On 2013-06-19 18:36, Junio C Hamano wrote:
> Ahh. If you had quoted [...] a few exchanges ago I would have
> immediately understood what you were trying to say.
Sorry about that, my bad.
> In today's world (after packed-refs was introduced), probably
>
> A name that begins with refs/ (e.g. refs/heads/master) that
> can point at an object name.
>
> The namespace of refs is hierarchical and different
> subhierarchy is used for different purposes (e.g. the
> refs/heads/ hierarchy is used to represent local branches).
>
> is an appropriate rewrite of the above.
Some thoughts about the above definition:
* Aren't HEAD, FETCH_HEAD, ORIG_HEAD also refs?
* That definition excludes symrefs.
* It may be worthwhile to mention that refs are part of the
repository.
* Is a ref a name? Or is it the binding of a name to an object/ref?
How about:
ref
A binding of a name to an object or other ref (in which case it
is a symref). Refs are stored in the repository.

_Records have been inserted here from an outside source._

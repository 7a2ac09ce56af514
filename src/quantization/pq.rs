//! Product Quantization (PQ) implementation.

use std::io::{Read, Write};

use rand::rngs::StdRng;
use rand::seq::SliceRandom;
use rand::SeedableRng;
use tracing::{debug, warn};

use super::kmeans::{nearest_centroid, KMeans};
use super::{num_subvectors, VectorQuantizer};
use crate::config::{QuantizeConfig, MAX_CODEBOOK_SIZE};
use crate::error::{MatrixError, Result};
use crate::persistence::format;
use crate::simd;

/// Product Quantizer.
///
/// Decomposes vectors into subvectors and quantizes each subvector independently.
/// Centroids live in one flat table: slot `m`'s codebook starts at
/// `m * codebook_size * dsub` and holds `codebook_size` entries of that
/// slot's width.
#[derive(Debug, Clone, PartialEq)]
pub struct ProductQuantizer {
    dim: usize,
    nsubq: usize,
    dsub: usize,
    lastdsub: usize,
    codebook_size: usize,
    centroids: Vec<f32>,
    // Training parameters; not persisted.
    requested_codebook_size: usize,
    iterations: usize,
    max_points_per_cluster: usize,
    seed: u64,
}

impl ProductQuantizer {
    /// Create an untrained quantizer with default training parameters.
    pub fn new(dim: usize, dsub: usize) -> Result<Self> {
        Self::with_config(dim, &QuantizeConfig::default().with_dsub(dsub))
    }

    /// Create an untrained quantizer for `dim`-wide vectors using `config.dsub`.
    pub fn with_config(dim: usize, config: &QuantizeConfig) -> Result<Self> {
        config.validate()?;
        if dim == 0 {
            return Err(MatrixError::invalid("dimension must be greater than 0"));
        }
        let dsub = config.dsub;
        let nsubq = num_subvectors(dim, dsub);
        let lastdsub = match dim % dsub {
            0 => dsub,
            r => r,
        };

        Ok(Self {
            dim,
            nsubq,
            dsub,
            lastdsub,
            codebook_size: config.codebook_size,
            centroids: Vec::new(),
            requested_codebook_size: config.codebook_size,
            iterations: config.iterations,
            max_points_per_cluster: config.max_points_per_cluster,
            seed: config.seed,
        })
    }

    pub fn is_trained(&self) -> bool {
        !self.centroids.is_empty()
    }

    /// Raw centroid table (for testing/debugging).
    pub fn centroids(&self) -> &[f32] {
        &self.centroids
    }

    /// Width of slot `m`.
    #[inline]
    fn slot_dim(&self, m: usize) -> usize {
        if m == self.nsubq - 1 {
            self.lastdsub
        } else {
            self.dsub
        }
    }

    /// Slot `m`'s full codebook.
    #[inline]
    fn codebook(&self, m: usize) -> &[f32] {
        let start = m * self.codebook_size * self.dsub;
        &self.centroids[start..start + self.codebook_size * self.slot_dim(m)]
    }

    fn ensure_trained(&self) -> Result<()> {
        if self.is_trained() {
            Ok(())
        } else {
            Err(MatrixError::invalid("product quantizer is not trained"))
        }
    }
}

impl VectorQuantizer for ProductQuantizer {
    fn dim(&self) -> usize {
        self.dim
    }

    fn subvector_size(&self) -> usize {
        self.dsub
    }

    fn num_subquantizers(&self) -> usize {
        self.nsubq
    }

    /// After training this is the effective size, which shrinks to the row
    /// count when fewer rows than centroids exist.
    fn codebook_size(&self) -> usize {
        self.codebook_size
    }

    /// Train one codebook per slot with k-means.
    ///
    /// At most `codebook_size * max_points_per_cluster` rows are used per
    /// slot; when there are more, a fresh random subset is drawn per slot.
    fn train(&mut self, data: &[f32], n: usize) -> Result<()> {
        if n == 0 {
            return Err(MatrixError::invalid("cannot train on zero vectors"));
        }
        if data.len() < n * self.dim {
            return Err(MatrixError::invalid(format!(
                "training data holds {} values, need {}",
                data.len(),
                n * self.dim
            )));
        }

        let requested = self.requested_codebook_size.min(MAX_CODEBOOK_SIZE);
        let ksub = requested.min(n);
        if ksub < requested {
            warn!(
                rows = n,
                requested, "fewer rows than codebook entries; shrinking codebook"
            );
        }
        self.codebook_size = ksub;

        let np = n.min(ksub.saturating_mul(self.max_points_per_cluster));
        let mut rng = StdRng::seed_from_u64(self.seed);
        let mut perm: Vec<usize> = (0..n).collect();
        let mut centroids = vec![0.0f32; self.dim * ksub];

        for m in 0..self.nsubq {
            let d = self.slot_dim(m);
            let offset = m * self.dsub;
            if np != n {
                perm.shuffle(&mut rng);
            }

            let mut slice = Vec::with_capacity(np * d);
            for &row in &perm[..np] {
                let start = row * self.dim + offset;
                slice.extend_from_slice(&data[start..start + d]);
            }

            let mut kmeans = KMeans::new(d, ksub, self.iterations)?;
            kmeans.fit(&slice, np, &mut rng)?;

            let start = m * ksub * self.dsub;
            centroids[start..start + ksub * d].copy_from_slice(kmeans.centroids());
            debug!(slot = m, width = d, points = np, ksub, "trained sub-quantizer");
        }

        self.centroids = centroids;
        Ok(())
    }

    fn encode(&self, data: &[f32], codes: &mut [u8], n: usize) -> Result<()> {
        self.ensure_trained()?;
        if data.len() < n * self.dim {
            return Err(MatrixError::invalid("encode input shorter than n vectors"));
        }
        if codes.len() < n * self.nsubq {
            return Err(MatrixError::invalid(format!(
                "code buffer holds {} codes, need {}",
                codes.len(),
                n * self.nsubq
            )));
        }

        for (i, row_codes) in codes.chunks_exact_mut(self.nsubq).take(n).enumerate() {
            let row = &data[i * self.dim..(i + 1) * self.dim];
            for (m, code) in row_codes.iter_mut().enumerate() {
                let d = self.slot_dim(m);
                let sub = &row[m * self.dsub..m * self.dsub + d];
                // codebook_size <= 256, so the index fits.
                *code = nearest_centroid(self.codebook(m), d, sub) as u8;
            }
        }
        Ok(())
    }

    fn centroid(&self, slot: usize, code: u8) -> &[f32] {
        let d = self.slot_dim(slot);
        let start = slot * self.codebook_size * self.dsub + code as usize * d;
        &self.centroids[start..start + d]
    }

    fn approximate_dot(&self, query: &[f32], codes: &[u8], row: usize, alpha: f32) -> f32 {
        let row_codes = &codes[row * self.nsubq..(row + 1) * self.nsubq];
        let mut res = 0.0;
        for (m, &code) in row_codes.iter().enumerate() {
            let c = self.centroid(m, code);
            let start = m * self.dsub;
            res += simd::dot(&query[start..start + c.len()], c);
        }
        res * alpha
    }

    fn approximate_accumulate(&self, acc: &mut [f32], codes: &[u8], row: usize, alpha: f32) {
        let row_codes = &codes[row * self.nsubq..(row + 1) * self.nsubq];
        for (m, &code) in row_codes.iter().enumerate() {
            let c = self.centroid(m, code);
            let start = m * self.dsub;
            simd::axpy(alpha, c, &mut acc[start..start + c.len()]);
        }
    }

    /// Layout: int32 dim, nsubq, dsub, lastdsub, codebook_size, then
    /// `dim * codebook_size` f32 centroids.
    fn save(&self, out: &mut dyn Write) -> Result<()> {
        self.ensure_trained()?;
        format::write_usize_i32(out, self.dim, "dim")?;
        format::write_usize_i32(out, self.nsubq, "nsubq")?;
        format::write_usize_i32(out, self.dsub, "dsub")?;
        format::write_usize_i32(out, self.lastdsub, "lastdsub")?;
        format::write_usize_i32(out, self.codebook_size, "codebook_size")?;
        format::write_f32_slice(out, &self.centroids)
    }

    fn load(input: &mut dyn Read) -> Result<Self> {
        let dim = format::read_usize_i32(input, "pq dim")?;
        let nsubq = format::read_usize_i32(input, "pq nsubq")?;
        let dsub = format::read_usize_i32(input, "pq dsub")?;
        let lastdsub = format::read_usize_i32(input, "pq lastdsub")?;
        let codebook_size = format::read_usize_i32(input, "pq codebook_size")?;

        if dim == 0 || dsub == 0 {
            return Err(MatrixError::malformed(format!(
                "pq header has dim={dim}, dsub={dsub}"
            )));
        }
        let expected_last = match dim % dsub {
            0 => dsub,
            r => r,
        };
        if nsubq != num_subvectors(dim, dsub) || lastdsub != expected_last {
            return Err(MatrixError::malformed(format!(
                "pq header inconsistent: dim={dim} dsub={dsub} nsubq={nsubq} lastdsub={lastdsub}"
            )));
        }
        if codebook_size == 0 || codebook_size > MAX_CODEBOOK_SIZE {
            return Err(MatrixError::malformed(format!(
                "pq codebook_size {codebook_size} out of range"
            )));
        }

        let len = dim
            .checked_mul(codebook_size)
            .ok_or_else(|| MatrixError::malformed("pq centroid table size overflows"))?;
        let centroids = format::read_f32_vec(input, len, "pq centroids")?;

        let defaults = QuantizeConfig::default();
        Ok(Self {
            dim,
            nsubq,
            dsub,
            lastdsub,
            codebook_size,
            centroids,
            requested_codebook_size: codebook_size,
            iterations: defaults.iterations,
            max_points_per_cluster: defaults.max_points_per_cluster,
            seed: defaults.seed,
        })
    }
}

The ref namespace is hierarchical. Different subhierarchies
are used for different purposes (e.g. the refs/heads/ hierarchy
is used to represent local branches).
>
> If we also want to explain the implementation details of refs, then
> additionally at the end of the first paragraph, add:
>
> ... at an object name, by storing its 40-byte hex
> representation. They are implemented as either a file in
> $GIT_DIR/refs/ directory (called "loose refs") or an entry
> in $GIT_DIR/packed-refs file (called "packed refs"); when a
> loose ref exists, a packed ref of the same name is ignored.
It would be good to document this somewhere, but I'm not sure the
glossary is the right place for it. Maybe gitrepository-layout(5)?